In or shortly before April 1997 Mr Kent and a Mr Sachel Singh, another director of the company, jointly retained Beechcroft Associates Ltd (Beechcroft) a firm of corporate financiers to advise and assist them in attempting a buy–out of the company with the assistance of venture capital investment. Beechcroft produced a document entitled “Project Lincoln - April 1997” setting out a business plan and funding proposal for distribution to potential venture capital investors on a confidential basis. Although the copy of that document in the trial bundle is unsigned, Mr Terry of Beechcroft told me that his firm had in fact distributed it to at least two potential investors. On its first page after an index, readers were notified that :
“The information in this business plan has been provided and approved by Roy Kent and Sachel Singh (together “the Management Team”)

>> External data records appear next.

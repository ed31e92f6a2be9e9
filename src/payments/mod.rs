pub mod amortization;

use crate::errors::{Result, ScheduleError};
use crate::types::PaymentEvent;

pub use amortization::{
    equal_principal_installment, ipmt, level_payment_split, pmt, ppmt, InstallmentSplit,
};

/// reject payments that cannot be placed on a schedule starting at `start` and cut at `as_of`
pub fn validate_payment(event: &PaymentEvent, start: chrono::NaiveDate, as_of: chrono::NaiveDate) -> Result<()> {
    if !event.amount.is_positive() {
        return Err(ScheduleError::InvalidPaymentAmount { amount: event.amount });
    }
    if event.date <= start {
        return Err(ScheduleError::PaymentBeforeStart {
            date: event.date,
            start,
        });
    }
    if event.date > as_of {
        return Err(ScheduleError::PaymentAfterAsOf {
            date: event.date,
            as_of,
        });
    }
    Ok(())
}

/// sort ascending by date, keeping input order for equal dates
pub fn sort_events(events: &[PaymentEvent]) -> Vec<PaymentEvent> {
    let mut sorted = events.to_vec();
    sorted.sort_by_key(|event| event.date);
    sorted
}
use rust_decimal::{Decimal, RoundingStrategy};
use serde::{Deserialize, Serialize};
use std::fmt;
use std::iter::Sum;
use std::ops::{Add, AddAssign, Div, Mul, Neg, Sub, SubAssign};
use std::str::FromStr;

/// Money type with 8 decimal places of working precision
#[derive(Debug, Clone, Copy, PartialEq, Eq, PartialOrd, Ord, Hash, Serialize, Deserialize, Default)]
pub struct Money(Decimal);

impl Money {
    pub const ZERO: Money = Money(Decimal::ZERO);
    pub const ONE: Money = Money(Decimal::ONE);

    /// create from decimal
    pub fn from_decimal(d: Decimal) -> Self {
        Money(d.round_dp(8))
    }

    /// create from string with exact parsing
    pub fn from_str_exact(s: &str) -> Result<Self, rust_decimal::Error> {
        Ok(Money(Decimal::from_str(s.trim())?.round_dp(8)))
    }

    /// create from integer amount (yuan, dollars, euros)
    pub fn from_major(amount: i64) -> Self {
        Money(Decimal::from(amount))
    }

    /// get underlying decimal
    pub fn as_decimal(&self) -> Decimal {
        self.0
    }

    /// round to specified decimal places (banker's rounding)
    pub fn round_dp(&self, dp: u32) -> Self {
        Money(self.0.round_dp(dp))
    }

    /// round half away from zero, the way spreadsheet ROUND() does
    pub fn round_half_up(&self, dp: u32) -> Self {
        Money(self.0.round_dp_with_strategy(dp, RoundingStrategy::MidpointAwayFromZero))
    }

    /// check if zero
    pub fn is_zero(&self) -> bool {
        self.0.is_zero()
    }

    /// check if strictly positive
    pub fn is_positive(&self) -> bool {
        self.0 > Decimal::ZERO
    }

    /// check if strictly negative
    pub fn is_negative(&self) -> bool {
        self.0 < Decimal::ZERO
    }

    /// absolute value
    pub fn abs(&self) -> Self {
        Money(self.0.abs())
    }

    /// minimum of two values
    pub fn min(self, other: Self) -> Self {
        Money(self.0.min(other.0))
    }

    /// maximum of two values
    pub fn max(self, other: Self) -> Self {
        Money(self.0.max(other.0))
    }
}

impl fmt::Display for Money {
    fn fmt(&self, f: &mut fmt::Formatter<'_>) -> fmt::Result {
        write!(f, "{}", self.0)
    }
}

impl FromStr for Money {
    type Err = rust_decimal::Error;

    fn from_str(s: &str) -> Result<Self, Self::Err> {
        Money::from_str_exact(s)
    }
}

impl From<Decimal> for Money {
    fn from(d: Decimal) -> Self {
        Money::from_decimal(d)
    }
}

impl From<i32> for Money {
    fn from(i: i32) -> Self {
        Money::from_major(i as i64)
    }
}

impl From<u32> for Money {
    fn from(i: u32) -> Self {
        Money::from_major(i as i64)
    }
}

impl Add for Money {
    type Output = Money;

    fn add(self, other: Money) -> Money {
        Money((self.0 + other.0).round_dp(8))
    }
}

impl AddAssign for Money {
    fn add_assign(&mut self, other: Money) {
        self.0 = (self.0 + other.0).round_dp(8);
    }
}

impl Sub for Money {
    type Output = Money;

    fn sub(self, other: Money) -> Money {
        Money((self.0 - other.0).round_dp(8))
    }
}

impl SubAssign for Money {
    fn sub_assign(&mut self, other: Money) {
        self.0 = (self.0 - other.0).round_dp(8);
    }
}

impl Neg for Money {
    type Output = Money;

    fn neg(self) -> Money {
        Money(-self.0)
    }
}

impl Mul<Decimal> for Money {
    type Output = Money;

    fn mul(self, other: Decimal) -> Money {
        Money((self.0 * other).round_dp(8))
    }
}

impl Div<Decimal> for Money {
    type Output = Money;

    fn div(self, other: Decimal) -> Money {
        Money((self.0 / other).round_dp(8))
    }
}

impl Sum for Money {
    fn sum<I: Iterator<Item = Money>>(iter: I) -> Money {
        iter.fold(Money::ZERO, |acc, x| acc + x)
    }
}

impl<'a> Sum<&'a Money> for Money {
    fn sum<I: Iterator<Item = &'a Money>>(iter: I) -> Money {
        iter.fold(Money::ZERO, |acc, x| acc + *x)
    }
}

/// rate type for annual interest rates, expressed as a fraction
#[derive(Debug, Clone, Copy, PartialEq, Eq, PartialOrd, Ord, Hash, Serialize, Deserialize, Default)]
pub struct Rate(Decimal);

impl Rate {
    pub const ZERO: Rate = Rate(Decimal::ZERO);
    pub const ONE: Rate = Rate(Decimal::ONE);

    /// create from decimal (e.g., 0.05 for 5%)
    pub fn from_decimal(d: Decimal) -> Self {
        Rate(d)
    }

    /// create from percentage (e.g., 5 for 5%)
    pub fn from_percentage(p: u32) -> Self {
        Rate(Decimal::from(p) / Decimal::from(100))
    }

    /// get as decimal
    pub fn as_decimal(&self) -> Decimal {
        self.0
    }

    /// get as percentage
    pub fn as_percentage(&self) -> Decimal {
        self.0 * Decimal::from(100)
    }

    /// check for a negative rate
    pub fn is_negative(&self) -> bool {
        self.0 < Decimal::ZERO
    }

    /// monthly rate from annual rate
    pub fn monthly_rate(&self) -> Rate {
        Rate(self.0 / Decimal::from(12))
    }
}

impl fmt::Display for Rate {
    fn fmt(&self, f: &mut fmt::Formatter<'_>) -> fmt::Result {
        write!(f, "{}%", self.as_percentage().normalize())
    }
}

impl From<Decimal> for Rate {
    fn from(d: Decimal) -> Self {
        Rate::from_decimal(d)
    }
}

#[cfg(test)]
mod tests {
    use super::*;
    use rust_decimal_macros::dec;

    #[test]
    fn test_money_precision() {
        let m = Money::from_str_exact("100.123456789").unwrap();
        assert_eq!(m.to_string(), "100.12345679"); // rounded to 8 places
    }

    #[test]
    fn test_round_half_up_matches_spreadsheet_round() {
        // banker's rounding would give 2.12 and 2.14 here
        assert_eq!(Money::from_decimal(dec!(2.125)).round_half_up(2), Money::from_decimal(dec!(2.13)));
        assert_eq!(Money::from_decimal(dec!(2.135)).round_half_up(2), Money::from_decimal(dec!(2.14)));
        assert_eq!(Money::from_decimal(dec!(-2.125)).round_half_up(2), Money::from_decimal(dec!(-2.13)));
    }

    #[test]
    fn test_sum_and_negation() {
        let values = [Money::from_major(10), Money::from_major(-4), Money::from_major(7)];
        let total: Money = values.iter().sum();
        assert_eq!(total, Money::from_major(13));
        assert_eq!(-total, Money::from_major(-13));
        assert!(Money::ZERO.is_zero());
        assert!(!Money::ZERO.is_positive());
        assert!(!Money::ZERO.is_negative());
    }

    #[test]
    fn test_rate_display() {
        assert_eq!(Rate::from_decimal(dec!(0.12)).to_string(), "12%");
        assert_eq!(Rate::from_decimal(dec!(0.185)).to_string(), "18.5%");
        assert_eq!(Rate::from_percentage(24).monthly_rate(), Rate::from_decimal(dec!(0.02)));
    }
}
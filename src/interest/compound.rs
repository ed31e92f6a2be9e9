use crate::decimal::{Money, Rate};
use crate::interest::{AccrualEngine, AccrualWindow, DayCountConvention, InterestCalculation, InterestCalculator};

/// engine for compound interest: simple interest charged on interest left unpaid
#[derive(Debug, Clone, Copy)]
pub struct CompoundingEngine {
    accrual: AccrualEngine,
}

impl CompoundingEngine {
    pub fn new(convention: DayCountConvention) -> Self {
        Self {
            accrual: AccrualEngine::new(convention),
        }
    }

    /// interest on `unpaid_interest` over the window at the window's rate.
    /// A negative basis (interest paid ahead) yields a negative figure.
    pub fn calculate_compound(&self, unpaid_interest: Money, window: &AccrualWindow) -> InterestCalculation {
        self.accrual.calculate_interest(unpaid_interest, window)
    }

    /// compound interest netted against overdue interest already paid, floored at zero
    pub fn outstanding_compound(&self, total_compound: Money, paid_overdue: Money) -> Money {
        (total_compound - paid_overdue).max(Money::ZERO)
    }
}

impl InterestCalculator for CompoundingEngine {
    fn calculate_interest(&self, base: Money, window: &AccrualWindow) -> InterestCalculation {
        self.calculate_compound(base, window)
    }

    fn get_daily_rate(&self, annual_rate: Rate) -> Rate {
        self.accrual.get_daily_rate(annual_rate)
    }
}

#[cfg(test)]
mod tests {
    use super::*;
    use chrono::NaiveDate;
    use rust_decimal_macros::dec;

    #[test]
    fn test_compound_on_unpaid_interest() {
        let engine = CompoundingEngine::new(DayCountConvention::Actual360);
        let window = AccrualWindow::new(
            Rate::from_percentage(12),
            NaiveDate::from_ymd_opt(2024, 2, 21).unwrap(),
            NaiveDate::from_ymd_opt(2024, 7, 21).unwrap(),
        );

        let calc = engine.calculate_compound(Money::from_major(1_000), &window);
        assert_eq!(window.days, 151);
        assert_eq!(calc.interest_amount, Money::from_decimal(dec!(1000) * dec!(0.12) / dec!(360) * dec!(151)));
        assert_eq!(calc.base, Money::from_major(1_000));
    }

    #[test]
    fn test_outstanding_compound_floor() {
        let engine = CompoundingEngine::new(DayCountConvention::Actual360);
        assert_eq!(
            engine.outstanding_compound(Money::from_major(50), Money::from_major(20)),
            Money::from_major(30)
        );
        assert_eq!(engine.outstanding_compound(Money::from_major(50), Money::from_major(80)), Money::ZERO);
    }
}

There are issues to which I will have to return as to the identity of the provider of the information recorded in the document, as to its accuracy and meaning, as to Mr Terry’s instructions and as to the extent of Mr Kent’s involvement in its preparation. It is sufficient for the purposes of this summary of the background for me to note that the document (which I will call the “Project Lincoln Plan”) describes Mr Harris as having become by April 1997 entitled to “an effective 50% interest”, having previously been a 25% shareholder, and that it identifies as a major object of the proposed scheme enabling Mr Harris to have loans of around £500,000 repaid in full and to sell his 50% shareholding for £1,500,000 in cash plus 20% of the ordinary shares of Newco, a company to be formed to take over the business of Accidentcare, its other shareholders being Mr Kent, Mr Singh and the chosen venture capitalist, in the proportions 40%, 15% and 25%. The Project Lincoln Plan makes no mention of any conversion by Mr Harris of loans into equity in Accidentcare, as either having taken place or being planned as part of the scheme. The registered shareholdings in the company had not changed in any way between June 1996 and April 1997, except that Mr Harris had on 25th October 1996 transferred his original 25% shareholding to his wife, to hold as his nominee.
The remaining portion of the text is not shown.